Early reports from India indicated that humans were dying within minutes to a few hours from exposure to methyl isocyanate (MIC). Attempts to explain the cause(s) of these rapid mortalities is where Union Carbide Corporation concentrated its post-Bhopal toxicologic investigations. The MIC studies involving rats and guinea pigs focused primarily on the consequences of acute pulmonary damage. All MIC inhalation exposures were acute, of short duration (mainly 15 min), and high in concentration (ranging from 25-3506 ppm). MIC vapors were statically generated in a double chamber exposure design. Precautionary measures taken during exposures are discussed.
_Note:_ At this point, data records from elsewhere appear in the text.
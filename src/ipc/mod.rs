//! IPC protocol types for communication with the station GUI.
//!
//! Events use `{"event": "<name>", "data": {...}}` format (engine -> GUI).
//! Commands use `{"command": "<name>", ...}` format (GUI -> engine).

pub mod bridge;

use serde::{Deserialize, Serialize};

use crate::audio::AudioDeviceInfo;
use crate::engine::EngineEvent;

// ---------------------------------------------------------------------------
// Events: engine -> GUI (stdout)
// ---------------------------------------------------------------------------

/// All events emitted to the GUI via stdout as JSON lines.
///
/// Serialized as `{"event": "<variant>", "data": {...}}`.
#[derive(Debug, Clone, Serialize)]
#[serde(tag = "event", content = "data")]
#[serde(rename_all = "snake_case")]
pub enum StationEvent {
    Starting {},
    Ready {},
    CommandRecognized {
        category: String,
        value: String,
        original_text: String,
    },
    StatusChanged {
        message: String,
    },
    ErrorOccurred {
        message: String,
    },
    AudioLevelChanged {
        percent: u8,
    },
    AudioDevices {
        input: Vec<AudioDeviceInfo>,
    },
    Pong {},
    Stopping {},
}

impl From<EngineEvent> for StationEvent {
    fn from(event: EngineEvent) -> Self {
        match event {
            EngineEvent::CommandRecognized {
                category,
                value,
                original_text,
            } => Self::CommandRecognized {
                category: category.as_str().to_string(),
                value,
                original_text,
            },
            EngineEvent::StatusChanged { message } => Self::StatusChanged { message },
            EngineEvent::ErrorOccurred { message } => Self::ErrorOccurred { message },
            EngineEvent::AudioLevelChanged { percent } => Self::AudioLevelChanged { percent },
        }
    }
}

// ---------------------------------------------------------------------------
// Commands: GUI -> engine (stdin)
// ---------------------------------------------------------------------------

/// All commands received from the GUI via stdin as JSON lines.
///
/// Deserialized from `{"command": "<variant>", ...}`.
#[derive(Debug, Clone, Deserialize)]
#[serde(tag = "command")]
#[serde(rename_all = "snake_case")]
pub enum StationCommand {
    StartListening {},
    StopListening {},
    SetTestInProgress { in_progress: bool },
    ListAudioDevices {},
    Ping {},
    Shutdown {},
}
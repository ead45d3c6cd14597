//! Platform-specific data directory paths.
//!
//!   Windows: %APPDATA%/visiontest-station/data
//!   macOS:   ~/Library/Application Support/visiontest-station/data
//!   Linux:   $XDG_CONFIG_HOME/visiontest-station/data (default ~/.config)

use std::path::PathBuf;

/// Get the vision-test station data directory (cross-platform).
pub fn get_data_dir() -> PathBuf {
    get_config_base().join("visiontest-station").join("data")
}

/// Get the platform-appropriate base config directory.
fn get_config_base() -> PathBuf {
    #[cfg(target_os = "windows")]
    {
        if let Some(appdata) = std::env::var_os("APPDATA") {
            return PathBuf::from(appdata);
        }
        dirs::config_dir().unwrap_or_else(|| {
            dirs::home_dir()
                .unwrap_or_else(|| PathBuf::from("."))
                .join("AppData")
                .join("Roaming")
        })
    }

    #[cfg(target_os = "macos")]
    {
        dirs::home_dir()
            .unwrap_or_else(|| PathBuf::from("."))
            .join("Library")
            .join("Application Support")
    }

    #[cfg(not(any(target_os = "windows", target_os = "macos")))]
    {
        if let Some(xdg) = std::env::var_os("XDG_CONFIG_HOME") {
            return PathBuf::from(xdg);
        }
        dirs::home_dir()
            .unwrap_or_else(|| PathBuf::from("."))
            .join(".config")
    }
}
//! Lock-free SPSC ring buffer for PCM16 samples.
//!
//! Uses the `ringbuf` crate to pass samples from the cpal callback thread
//! to the session's send loop without locks. Capacity is bounded (ten
//! seconds of audio by default); when the send loop falls behind it skips
//! the oldest samples so the newest audio is never the part that is lost.

use ringbuf::{
    traits::{Consumer, Observer, Producer, Split},
    HeapRb,
};

/// Producer half — lives in the cpal audio callback thread.
pub struct AudioProducer {
    inner: ringbuf::HeapProd<i16>,
}

/// Consumer half — lives in the session's send loop.
pub struct AudioConsumer {
    inner: ringbuf::HeapCons<i16>,
    capacity: usize,
}

/// Create a matched producer/consumer pair. `capacity` is in samples;
/// size it as `sample_rate * seconds` for a wall-clock bound.
pub fn audio_ring_buffer(capacity: usize) -> (AudioProducer, AudioConsumer) {
    let rb = HeapRb::<i16>::new(capacity);
    let (prod, cons) = rb.split();
    (
        AudioProducer { inner: prod },
        AudioConsumer {
            inner: cons,
            capacity,
        },
    )
}

impl AudioProducer {
    /// Push a slice of samples. Returns the number actually written; a
    /// short write means the consumer has stalled for the full buffer
    /// duration.
    pub fn push_slice(&mut self, samples: &[i16]) -> usize {
        self.inner.push_slice(samples)
    }
}

// Safety: the ringbuf producer is designed to be used from a single
// thread. cpal callbacks run on one dedicated audio thread.
unsafe impl Send for AudioProducer {}

impl AudioConsumer {
    /// Pop up to `buf.len()` samples. Returns the number actually read.
    pub fn pop_slice(&mut self, buf: &mut [i16]) -> usize {
        self.inner.pop_slice(buf)
    }

    /// Number of samples currently buffered.
    pub fn available(&self) -> usize {
        self.inner.occupied_len()
    }

    /// Drop the oldest samples until at most `keep` remain. Called by the
    /// send loop when the connection stalls, so overflow discards the
    /// oldest audio first. Returns the number discarded.
    pub fn trim_oldest(&mut self, keep: usize) -> usize {
        let occupied = self.inner.occupied_len();
        if occupied <= keep {
            return 0;
        }
        self.inner.skip(occupied - keep)
    }

    /// Total capacity in samples.
    pub fn capacity(&self) -> usize {
        self.capacity
    }

    /// Drain all available samples into a Vec.
    pub fn drain_all(&mut self) -> Vec<i16> {
        let n = self.available();
        if n == 0 {
            return Vec::new();
        }
        let mut buf = vec![0i16; n];
        let read = self.pop_slice(&mut buf);
        buf.truncate(read);
        buf
    }
}

unsafe impl Send for AudioConsumer {}

#[cfg(test)]
mod tests {
    use super::*;

    #[test]
    fn push_then_pop_preserves_order() {
        let (mut prod, mut cons) = audio_ring_buffer(8);
        assert_eq!(prod.push_slice(&[1, 2, 3, 4]), 4);
        let mut out = [0i16; 4];
        assert_eq!(cons.pop_slice(&mut out), 4);
        assert_eq!(out, [1, 2, 3, 4]);
    }

    #[test]
    fn capacity_bounds_writes() {
        let (mut prod, cons) = audio_ring_buffer(4);
        assert_eq!(prod.push_slice(&[1, 2, 3, 4, 5, 6]), 4);
        assert_eq!(cons.available(), 4);
    }

    #[test]
    fn trim_oldest_discards_from_the_front() {
        let (mut prod, mut cons) = audio_ring_buffer(8);
        prod.push_slice(&[1, 2, 3, 4, 5, 6]);
        assert_eq!(cons.trim_oldest(2), 4);
        assert_eq!(cons.drain_all(), vec![5, 6]);
    }

    #[test]
    fn drain_all_empties_the_buffer() {
        let (mut prod, mut cons) = audio_ring_buffer(8);
        prod.push_slice(&[7, 8, 9]);
        assert_eq!(cons.drain_all(), vec![7, 8, 9]);
        assert_eq!(cons.available(), 0);
        assert!(cons.drain_all().is_empty());
    }
}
Guinea pigs were more susceptible than rats to MIC exposure-related early mortality. A greater than one order of magnitude difference was observed between an MIC concentration that caused no early mortality in rats (3506 ppm) and an MIC concentration that caused partial (6%) early mortality in guinea pigs (225 ppm) for exposures of 10 to 15 min duration. For both species, the most noteworthy clinical signs during exposure were lacrimation, blepharospasm, and mouth breathing. Fifteen minute LC50 tests with 14-day postexposure follow-up were conducted, and the LC50 (95% confidence limit) values were 171 (114-256) ppm for rats and 112 (61-204) ppm for guinea pigs. Target exposure concentrations for the toxicologic investigations of MIC-induced early mortality were established. A short summary of pertinent results of Union Carbide Corporation's post-Bhopal toxicologic investigations is presented.